[Saved data entries]
* * * *

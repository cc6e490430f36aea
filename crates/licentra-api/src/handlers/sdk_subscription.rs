//! SDK subscription surface, authenticated by API key.

use crate::auth::models::SdkIdentity;
use crate::error::{ErrorResponse, HttpAppError, ValidatedJson};
use crate::handlers::customer_subscription::DeactivatedResponse;
use crate::handlers::{default_limit, default_page};
use crate::state::AppState;
use axum::{
    extract::{Query, State},
    response::IntoResponse,
    Json,
};
use chrono::{DateTime, Utc};
use licentra_core::models::{PageParams, Pagination, SubscriptionStatus};
use licentra_core::AppError;
use licentra_db::SubscriptionWithPack;
use serde::{Deserialize, Serialize};
use std::sync::Arc;
use utoipa::{IntoParams, ToSchema};
use uuid::Uuid;

/// Current subscription as reported to SDK clients.
#[derive(Debug, Serialize, ToSchema)]
pub struct SdkSubscriptionDetail {
    pub id: Uuid,
    pub pack_name: String,
    pub pack_sku: String,
    pub price: f64,
    pub status: SubscriptionStatus,
    pub assigned_at: Option<DateTime<Utc>>,
    pub expires_at: Option<DateTime<Utc>>,
    pub is_valid: bool,
}

impl SdkSubscriptionDetail {
    fn from_current(current: SubscriptionWithPack) -> Self {
        Self {
            id: current.id,
            pack_name: current.pack_name,
            pack_sku: current.pack_sku,
            price: current.price,
            status: current.status,
            assigned_at: current.assigned_at,
            expires_at: current.expires_at,
            is_valid: current.status.is_current(),
        }
    }
}

#[derive(Debug, Serialize, ToSchema)]
pub struct SdkSubscriptionResponse {
    pub success: bool,
    pub subscription: SdkSubscriptionDetail,
}

#[derive(Debug, Deserialize, ToSchema)]
pub struct SdkSubscriptionRequestBody {
    pub pack_sku: Option<String>,
}

#[derive(Debug, Serialize, ToSchema)]
pub struct SdkRequestedSubscription {
    pub id: Uuid,
    pub status: SubscriptionStatus,
    pub requested_at: DateTime<Utc>,
}

#[derive(Debug, Serialize, ToSchema)]
pub struct SdkSubscriptionRequestedResponse {
    pub success: bool,
    pub message: String,
    pub subscription: SdkRequestedSubscription,
}

#[derive(Debug, Serialize, ToSchema)]
pub struct SdkHistoryEntry {
    pub id: Uuid,
    pub pack_name: String,
    pub status: SubscriptionStatus,
    pub assigned_at: Option<DateTime<Utc>>,
    pub expires_at: Option<DateTime<Utc>>,
}

#[derive(Debug, Serialize, ToSchema)]
pub struct SdkHistoryResponse {
    pub success: bool,
    pub history: Vec<SdkHistoryEntry>,
    pub pagination: Pagination,
}

fn default_sort() -> String {
    "desc".to_string()
}

#[derive(Debug, Deserialize, IntoParams)]
pub struct SdkHistoryQuery {
    #[serde(default = "default_page")]
    pub page: i64,
    #[serde(default = "default_limit")]
    pub limit: i64,
    /// Creation-time sort order: "asc" or "desc"
    #[serde(default = "default_sort")]
    pub sort: String,
}

#[utoipa::path(
    get,
    path = "/sdk/v1/subscription",
    tag = "sdk",
    responses(
        (status = 200, description = "Current subscription", body = SdkSubscriptionResponse),
        (status = 401, description = "Invalid API key", body = ErrorResponse),
        (status = 404, description = "No active subscription", body = ErrorResponse)
    )
)]
#[tracing::instrument(skip(state, identity), fields(customer_id = %identity.customer.id))]
pub async fn get_subscription(
    State(state): State<Arc<AppState>>,
    identity: SdkIdentity,
) -> Result<impl IntoResponse, HttpAppError> {
    let current = state
        .subscriptions
        .get_current(identity.customer.id)
        .await?
        .ok_or_else(|| AppError::NotFound("No active subscription found".to_string()))?;

    Ok(Json(SdkSubscriptionResponse {
        success: true,
        subscription: SdkSubscriptionDetail::from_current(current),
    }))
}

#[utoipa::path(
    post,
    path = "/sdk/v1/subscription",
    tag = "sdk",
    request_body = SdkSubscriptionRequestBody,
    responses(
        (status = 200, description = "Subscription requested", body = SdkSubscriptionRequestedResponse),
        (status = 400, description = "pack_sku is required", body = ErrorResponse),
        (status = 404, description = "Subscription pack not found", body = ErrorResponse),
        (status = 409, description = "An open subscription already exists", body = ErrorResponse)
    )
)]
#[tracing::instrument(skip(state, identity, request), fields(customer_id = %identity.customer.id))]
pub async fn request_subscription(
    State(state): State<Arc<AppState>>,
    identity: SdkIdentity,
    ValidatedJson(request): ValidatedJson<SdkSubscriptionRequestBody>,
) -> Result<impl IntoResponse, HttpAppError> {
    let pack_sku = request
        .pack_sku
        .as_deref()
        .map(str::trim)
        .filter(|sku| !sku.is_empty())
        .ok_or_else(|| AppError::BadRequest("pack_sku is required".to_string()))?;

    if state.subscriptions.has_open(identity.customer.id).await? {
        return Err(AppError::Conflict(
            "You already have an active or pending subscription".to_string(),
        )
        .into());
    }

    let pack = state
        .packs
        .get_by_sku(pack_sku)
        .await?
        .ok_or_else(|| AppError::NotFound("Subscription pack not found".to_string()))?;

    let subscription = state
        .subscriptions
        .create_requested(identity.customer.id, pack.id)
        .await?;

    Ok(Json(SdkSubscriptionRequestedResponse {
        success: true,
        message: "Subscription request submitted successfully".to_string(),
        subscription: SdkRequestedSubscription {
            id: subscription.id,
            status: subscription.status,
            requested_at: subscription.requested_at,
        },
    }))
}

#[utoipa::path(
    delete,
    path = "/sdk/v1/subscription",
    tag = "sdk",
    responses(
        (status = 200, description = "Subscription deactivated", body = DeactivatedResponse),
        (status = 401, description = "Invalid API key", body = ErrorResponse),
        (status = 404, description = "No active subscription", body = ErrorResponse)
    )
)]
#[tracing::instrument(skip(state, identity), fields(customer_id = %identity.customer.id))]
pub async fn deactivate_subscription(
    State(state): State<Arc<AppState>>,
    identity: SdkIdentity,
) -> Result<impl IntoResponse, HttpAppError> {
    let subscription = state
        .subscriptions
        .deactivate_current(identity.customer.id)
        .await?;

    Ok(Json(DeactivatedResponse {
        success: true,
        message: "Subscription deactivated successfully".to_string(),
        deactivated_at: subscription.deactivated_at,
    }))
}

#[utoipa::path(
    get,
    path = "/sdk/v1/subscription-history",
    tag = "sdk",
    params(SdkHistoryQuery),
    responses(
        (status = 200, description = "Subscription history", body = SdkHistoryResponse),
        (status = 400, description = "Invalid sort order", body = ErrorResponse),
        (status = 401, description = "Invalid API key", body = ErrorResponse)
    )
)]
#[tracing::instrument(skip(state, identity, query), fields(customer_id = %identity.customer.id))]
pub async fn subscription_history(
    State(state): State<Arc<AppState>>,
    identity: SdkIdentity,
    Query(query): Query<SdkHistoryQuery>,
) -> Result<impl IntoResponse, HttpAppError> {
    let descending = match query.sort.as_str() {
        "desc" => true,
        "asc" => false,
        _ => {
            return Err(
                AppError::BadRequest("sort must be 'asc' or 'desc'".to_string()).into(),
            )
        }
    };

    let params = PageParams {
        page: query.page,
        limit: query.limit,
    }
    .normalized();

    let history = state
        .subscriptions
        .list_for_customer(identity.customer.id, params.limit, params.offset(), descending)
        .await?
        .into_iter()
        .map(|entry| SdkHistoryEntry {
            id: entry.id,
            pack_name: entry.pack_name,
            status: entry.status,
            assigned_at: entry.assigned_at,
            expires_at: entry.expires_at,
        })
        .collect();
    let total = state
        .subscriptions
        .count_for_customer(identity.customer.id)
        .await?;

    Ok(Json(SdkHistoryResponse {
        success: true,
        history,
        pagination: Pagination::new(params, total),
    }))
}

* * * *

Instructions to follow >>
Retype all of the data word for word.

Result >>
repository cc6e490430f36aea
filename crates/licentra-api/src/handlers/sdk_subscription.rs
//! SDK subscription surface, authenticated by API key.

use crate::auth::models::SdkIdentity;
use crate::error::{ErrorResponse, HttpAppError, ValidatedJson};
use crate::handlers::customer_subscription::DeactivatedResponse;
use crate::handlers::{default_limit, default_page};
use crate::state::AppState;
use axum::{
    extract::{Query, State},
    response::IntoResponse,
    Json,
};
use chrono::{DateTime, Utc};
use licentra_core::models::{PageParams, Pagination, SubscriptionStatus};
use licentra_core::AppError;
use licentra_db::SubscriptionWithPack;
use serde::{Deserialize, Serialize};
use std::sync::Arc;
use utoipa::{IntoParams, ToSchema};
use uuid::Uuid;

/// Current subscription as reported to SDK clients.
#[derive(Debug, Serialize, ToSchema)]
pub struct SdkSubscriptionDetail {
    pub id: Uuid,
    pub pack_name: String,
    pub pack_sku: String,
    pub price: f64,
    pub status: SubscriptionStatus,
    pub assigned_at: Option<DateTime<Utc>>,
    pub expires_at: Option<DateTime<Utc>>,
    pub is_valid: bool,
}

impl SdkSubscriptionDetail {
    fn from_current(current: SubscriptionWithPack) -> Self {
        Self {
            id: current.id,
            pack_name: current.pack_name,
            pack_sku: current.pack_sku,
            price: current.price,
            status: current.status,
            assigned_at: current.assigned_at,
            expires_at: current.expires_at,
            is_valid: current.status.is_current(),
        }
    }
}

#[derive(Debug, Serialize, ToSchema)]
pub struct SdkSubscriptionResponse {
    pub success: bool,
    pub subscription: SdkSubscriptionDetail,
}

#[derive(Debug, Deserialize, ToSchema)]
pub struct SdkSubscriptionRequestBody {
    pub pack_sku: Option<String>,
}

#[derive(Debug, Serialize, ToSchema)]
pub struct SdkRequestedSubscription {
    pub id: Uuid,
    pub status: SubscriptionStatus,
    pub requested_at: DateTime<Utc>,
}

#[derive(Debug, Serialize, ToSchema)]
pub struct SdkSubscriptionRequestedResponse {
    pub success: bool,
    pub message: String,
    pub subscription: SdkRequestedSubscription,
}

#[derive(Debug, Serialize, ToSchema)]
pub struct SdkHistoryEntry {
    pub id: Uuid,
    pub pack_name: String,
    pub status: SubscriptionStatus,
    pub assigned_at: Option<DateTime<Utc>>,
    pub expires_at: Option<DateTime<Utc>>,
}

#[derive(Debug, Serialize, ToSchema)]
pub struct SdkHistoryResponse {
    pub success: bool,
    pub history: Vec<SdkHistoryEntry>,
    pub pagination: Pagination,
}

fn default_sort() -> String {
    "desc".to_string()
}

#[derive(Debug, Deserialize, IntoParams)]
pub struct SdkHistoryQuery {
    #[serde(default = "default_page")]
    pub page: i64,
    #[serde(default = "default_limit")]
    pub limit: i64,
    /// Creation-time sort order: "asc" or "desc"
    #[serde(default = "default_sort")]
    pub sort: String,
}

#[utoipa::path(
    get,
    path = "/sdk/v1/subscription",
    tag = "sdk",
    responses(
        (status = 200, description = "Current subscription", body = SdkSubscriptionResponse),
        (status = 401, description = "Invalid API key", body = ErrorResponse),
        (status = 404, description = "No active subscription", body = ErrorResponse)
    )
)]
#[tracing::instrument(skip(state, identity), fields(customer_id = %identity.customer.id))]
pub async fn get_subscription(
    State(state): State<Arc<AppState>>,
    identity: SdkIdentity,
) -> Result<impl IntoResponse, HttpAppError> {
    let current = state
        .subscriptions
        .get_current(identity.customer.id)
        .await?
        .ok_or_else(|| AppError::NotFound("No active subscription found".to_string()))?;

    Ok(Json(SdkSubscriptionResponse {
        success: true,
        subscription: SdkSubscriptionDetail::from_current(current),
    }))
}

#[utoipa::path(
    post,
    path = "/sdk/v1/subscription",
    tag = "sdk",
    request_body = SdkSubscriptionRequestBody,
    responses(
        (status = 200, description = "Subscription requested", body = SdkSubscriptionRequestedResponse),
        (status = 400, description = "pack_sku is required", body = ErrorResponse),
        (status = 404, description = "Subscription pack not found", body = ErrorResponse),
        (status = 409, description = "An open subscription already exists", body = ErrorResponse)
    )
)]
#[tracing::instrument(skip(state, identity, request), fields(customer_id = %identity.customer.id))]
pub async fn request_subscription(
    State(state): State<Arc<AppState>>,
    identity: SdkIdentity,
    ValidatedJson(request): ValidatedJson<SdkSubscriptionRequestBody>,
) -> Result<impl IntoResponse, HttpAppError> {
    let pack_sku = request
        .pack_sku
        .as_deref()
        .map(str::trim)
        .filter(|sku| !sku.is_empty())
        .ok_or_else(|| AppError::BadRequest("pack_sku is required".to_string()))?;

    if state.subscriptions.has_open(identity.customer.id).await? {
        return Err(AppError::Conflict(
            "You already have an active or pending subscription".to_string(),
        )
        .into());
    }

    let pack = state
        .packs
        .get_by_sku(pack_sku)
        .await?
        .ok_or_else(|| AppError::NotFound("Subscription pack not found".to_string()))?;

    let subscription = state
        .subscriptions
        .create_requested(identity.customer.id, pack.id)
        .await?;

    Ok(Json(SdkSubscriptionRequestedResponse {
        success: true,
        message: "Subscription request submitted successfully".to_string(),
        subscription: SdkRequestedSubscription {
            id: subscription.id,
            status: subscription.status,
            requested_at: subscription.requested_at,
        },
    }))
}

#[utoipa::path(
    delete,
    path = "/sdk/v1/subscription",
    tag = "sdk",
    responses(
        (status = 200, description = "Subscription deactivated", body = DeactivatedResponse),
        (status = 401, description = "Invalid API key", body = ErrorResponse),
        (status = 404, description = "No active subscription", body = ErrorResponse)
    )
)]
#[tracing::instrument(skip(state, identity), fields(customer_id = %identity.customer.id))]
pub async fn deactivate_subscription(
    State(state): State<Arc<AppState>>,
    identity: SdkIdentity,
) -> Result<impl IntoResponse, HttpAppError> {
    let subscription = state
        .subscriptions
        .deactivate_current(identity.customer.id)
        .await?;

    Ok(Json(DeactivatedResponse {
        success: true,
        message: "Subscription deactivated successfully".to_string(),
        deactivated_at: subscription.deactivated_at,
    }))
}

#[utoipa::path(
    get,
    path = "/sdk/v1/subscription-history",
    tag = "sdk",
    params(SdkHistoryQuery),
    responses(
        (status = 200, description = "Subscription history", body = SdkHistoryResponse),
        (status = 400, description = "Invalid sort order", body = ErrorResponse),
        (status = 401, description = "Invalid API key", body = ErrorResponse)
    )
)]
#[tracing::instrument(skip(state, identity, query), fields(customer_id = %identity.customer.id))]
pub async fn subscription_history(
    State(state): State<Arc<AppState>>,
    identity: SdkIdentity,
    Query(query): Query<SdkHistoryQuery>,
) -> Result<impl IntoResponse, HttpAppError> {
    let descending = match query.sort.as_str() {
        "desc" => true,
        "asc" => false,
        _ => {
            return Err(
                AppError::BadRequest("sort must be 'asc' or 'desc'".to_string()).into(),
            )
        }
    };

    let params = PageParams {
        page: query.page,
        limit: query.limit,
    }
    .normalized();

    let history = state
        .subscriptions
        .list_for_customer(identity.customer.id, params.limit, params.offset(), descending)
        .await?
        .into_iter()
        .map(|entry| SdkHistoryEntry {
            id: entry.id,
            pack_name: entry.pack_name,
            status: entry.status,
            assigned_at: entry.assigned_at,
            expires_at: entry.expires_at,
        })
        .collect();
    let total = state
        .subscriptions
        .count_for_customer(identity.customer.id)
        .await?;

    Ok(Json(SdkHistoryResponse {
        success: true,
        history,
        pagination: Pagination::new(params, total),
    }))
}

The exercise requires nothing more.